What Do Retailers Do With A CDP?
There are hundreds of use cases for a CDP — it’s an extremely versatile tool. The most common use case that marketers start with is getting a 360-degree view of customers.
For example, you may have a record in Google Analytics of someone visiting three specific pages on your site. Then you might have an email address in your email newsletter, stored in your CRM. Then your customer service team might have a record of a specific call, and your brick-and-mortar store has the record of someone making a specific purchase.
By connecting all these data sources to the CDP, you can see that all four of these people are the same person. You can understand better how they went from exploring options to making a purchase decision. You can then automate more personalized follow-up to customers who fit that profile, and over time refine your personas and get a better map of the customer journey.
How Should Retailers Get Started With A CDP?
As the CDP market is still a young one, most retailers aren’t using their CDP to its full potential. That’s to be expected, and it’s okay to start slow.
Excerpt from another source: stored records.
#[async_trait]
impl WalletService for TestWallet {
    fn address_entry(&self, trade_id: TradeId) -> AddressEntry {
        let mut tag = b"trade".to_vec();
        tag.extend_from_slice(trade_id.uuid().as_bytes());
        self.entry_for(self.derive_key_pair(&tag))
    }

    fn registration_address_entry(&self) -> AddressEntry {
        self.entry_for(self.derive_key_pair(b"registration"))
    }

    fn balance_for_address(&self, address: &str) -> Amount {
        self.chain.balance(address)
    }

    fn confidence_for_txid(&self, txid: &Txid) -> Option<TxConfidence> {
        self.chain.confidence(txid)
    }

    fn subscribe_tx_confidence(&self, txid: &Txid) -> mpsc::Receiver<TxConfidence> {
        self.chain.subscribe(txid)
    }

    fn find_trade_tx(&self, trade_id: TradeId, kind: TradeTxKind) -> Option<SignedTx> {
        read_guard(&self.store)
            .broadcasts
            .get(&(trade_id, kind))
            .cloned()
    }

    async fn pay_take_offer_fee(&self, trade_id: TradeId) -> Result<SignedTx, FiatSwapError> {
        self.spend(FeePolicy::TAKE_OFFER_FEE + FeePolicy::TX_FEE)?;
        let raw = format!("take-offer-fee:{}", trade_id).into_bytes();
        Ok(self.broadcast(trade_id, TradeTxKind::TakeOfferFee, raw))
    }

    async fn create_deposit_inputs(
        &self,
        trade_id: TradeId,
        contribution: Amount,
    ) -> Result<DepositInputs, FiatSwapError> {
        if let Some(inputs) = read_guard(&self.store).deposit_inputs.get(&trade_id) {
            return Ok(inputs.clone());
        }
        self.spend(contribution)?;
        let inputs = DepositInputs {
            raw: format!("deposit-inputs:{}:{}", trade_id, contribution.to_sat()).into_bytes(),
            contribution,
        };
        write_guard(&self.store)
            .deposit_inputs
            .insert(trade_id, inputs.clone());
        Ok(inputs)
    }

    async fn sign_and_publish_deposit_tx(
        &self,
        trade_id: TradeId,
        request: DepositTxRequest,
    ) -> Result<SignedTx, FiatSwapError> {
        self.spend(request.taker_contribution)?;
        let mut raw = request.offerer_inputs.raw.clone();
        raw.extend_from_slice(&request.offerer_pub_key.serialize());
        raw.extend_from_slice(&request.taker_pub_key.serialize());
        raw.extend_from_slice(&request.taker_contribution.to_sat().to_le_bytes());
        Ok(self.broadcast(trade_id, TradeTxKind::Deposit, raw))
    }

    fn payout_sighash(
        &self,
        deposit_tx: &SignedTx,
        terms: &PayoutTerms,
    ) -> Result<Vec<u8>, FiatSwapError> {
        let mut sighash = deposit_tx.txid.to_byte_array().to_vec();
        sighash.extend_from_slice(&serde_json::to_vec(terms)?);
        Ok(sighash)
    }

    async fn sign_and_publish_payout_tx(
        &self,
        trade_id: TradeId,
        deposit_tx: &SignedTx,
        terms: &PayoutTerms,
        offerer_signature: &[u8],
    ) -> Result<SignedTx, FiatSwapError> {
        let mut raw = self.payout_sighash(deposit_tx, terms)?;
        raw.extend_from_slice(offerer_signature);
        let payout_tx = self.broadcast(trade_id, TradeTxKind::Payout, raw);
        self.chain.credit(&terms.offerer_address, terms.offerer_amount);
        self.chain.credit(&terms.taker_address, terms.taker_amount);
        Ok(payout_tx)
    }

    async fn send_funds(
        &self,
        from_address: &str,
        to_address: &str,
        amount: Amount,
    ) -> Result<SignedTx, FiatSwapError> {
        self.chain.debit(from_address, amount + FeePolicy::TX_FEE)?;
        self.chain.credit(to_address, amount);
        let raw = format!("send:{}:{}:{}", from_address, to_address, amount.to_sat()).into_bytes();
        let signed_tx = SignedTx {
            txid: Txid::hash(&raw),
            raw,
        };
        self.chain
            .set_confidence(&signed_tx.txid, TxConfidence::Pending);
        write_guard(&self.store).withdrawals += 1;
        Ok(signed_tx)
    }
}
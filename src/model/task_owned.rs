use std::fmt::Debug;

use bitcoin::Amount;
use serde::{Deserialize, Deserializer, Serialize, Serializer};

use crate::error::FiatSwapError;

/// A value that is absent until the one task permitted to write it does so.
/// Writing the same value again is a no-op, so a task re-run after a restart
/// stays harmless. Writing a different value is a contract violation.
#[derive(Clone, Debug, PartialEq, Eq, Serialize, Deserialize)]
#[serde(transparent)]
pub struct TaskOwned<T>(Option<T>);

impl<T> Default for TaskOwned<T> {
    fn default() -> Self {
        TaskOwned(None)
    }
}

impl<T: PartialEq + Debug> TaskOwned<T> {
    pub fn get(&self) -> Option<&T> {
        self.0.as_ref()
    }

    pub fn is_set(&self) -> bool {
        self.0.is_some()
    }

    pub(crate) fn set(&mut self, field: &str, value: T) -> Result<(), FiatSwapError> {
        match &self.0 {
            Some(existing) if *existing == value => Ok(()),
            Some(existing) => Err(FiatSwapError::contract(format!(
                "{} already set to {:?}, refusing {:?}",
                field, existing, value
            ))),
            None => {
                self.0 = Some(value);
                Ok(())
            }
        }
    }

    /// For tasks reading what an earlier task must have written.
    pub(crate) fn require(&self, field: &str) -> Result<&T, FiatSwapError> {
        self.0
            .as_ref()
            .ok_or_else(|| FiatSwapError::contract(format!("{} read before it was set", field)))
    }

    /// Local identity is re-derived from live services on every construction
    /// and may legitimately replace what was persisted.
    pub(crate) fn assign_local(&mut self, value: T) {
        self.0 = Some(value);
    }
}

/// `TaskOwned<Amount>` as an optional number of satoshis.
pub(crate) mod amount_as_sat {
    use super::*;

    pub fn serialize<S: Serializer>(field: &TaskOwned<Amount>, s: S) -> Result<S::Ok, S::Error> {
        bitcoin::amount::serde::as_sat::opt::serialize(&field.0, s)
    }

    pub fn deserialize<'de, D: Deserializer<'de>>(d: D) -> Result<TaskOwned<Amount>, D::Error> {
        bitcoin::amount::serde::as_sat::opt::deserialize(d).map(TaskOwned)
    }
}
//! keel-metrics — observability for the Keel scheduler.
//!
//! [`TaskVars`] is an event bus subscriber that keeps live counters of
//! tasks per state, lost tasks per host, host maintenance modes, and
//! leadership. [`QuotaUsage`] sums the resources held by active tasks per
//! role. [`render_prometheus`] and [`render_quota`] turn snapshots into the
//! Prometheus text exposition format.
//!
//! # Architecture
//!
//! ```text
//! EventBus
//!   ├── TaskVars (subscriber)
//!   │   ├── on_event() ← every lifecycle event
//!   │   ├── snapshot() → TaskVarsSnapshot
//!   │   └── resync on LeaderAcquired from the recovered task table
//!   └── QuotaUsage (subscriber)
//!       └── snapshot() → role → RoleUsage
//!
//! Prometheus exposition
//!   ├── render_prometheus() → text/plain
//!   └── render_quota() → text/plain
//! ```

pub mod prometheus;
pub mod quota;
pub mod task_vars;

pub use prometheus::{render_prometheus, render_quota};
pub use quota::{QuotaUsage, RoleUsage};
pub use task_vars::{TaskVars, TaskVarsSnapshot};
Don’t worry about using every bit of functionality; focus on just the few use cases that you feel will make the most difference in your marketing.
Connect a few data sources within your department. Add in data across silos if you can — customer service and sales are the best places to start.
So, start slow, but do get started. As data becomes ever more central to marketing, CDP adoption is only going to grow. I believe it will be a fundamental requirement of business soon. Customers are going to want more personalization, businesses are going to need more efficiency, and data drives both of those needs.
What’s Next For CDP?
CDPs are continuing to grow and evolve in ways you would expect: More sophisticated analytical capabilities, more compatibility with more data sources, more intuitive interfaces. Beyond that, there are two trends retailers should prepare for:
- Data-Driven Everything. Data isn’t just for marketers, and a data-driven approach to business will extend far beyond the marketing department. Retailers can help bring data-driven decision making to the entire business — HR, store configuration, web optimization, support centers, and more — to help further consolidate data for even smarter analysis.
- The internet of Things. IoT devices are already a major source of data for huge B2B industries like transportation, renewable energy, and construction. As these devices continue to proliferate in the consumer environment (think “smart” thermostats, door locks, coffee makers, etc.), they will become a rich source of data for retailers, especially those with connected brick and mortar locations to analyze inventory, foot traffic, interactive marketing, and other critical aspects related to sales.
Customer Data Drives The Most Effective Marketing
Consumers are now accustomed to personalized content. From Facebook to Amazon to Twitter, algorithms constantly use their previous habits to serve up the most relevant videos, posts, or recommendations.
As such, people expect tailored, relevant content from marketers, content that reflects their ongoing relationship with the brand. Anything less is an annoyance to be ignored in favor of the brands that are getting it right.
CDPs make it possible to deliver that quality of content at scale, and they’re only going to get better at it as they continue to evolve.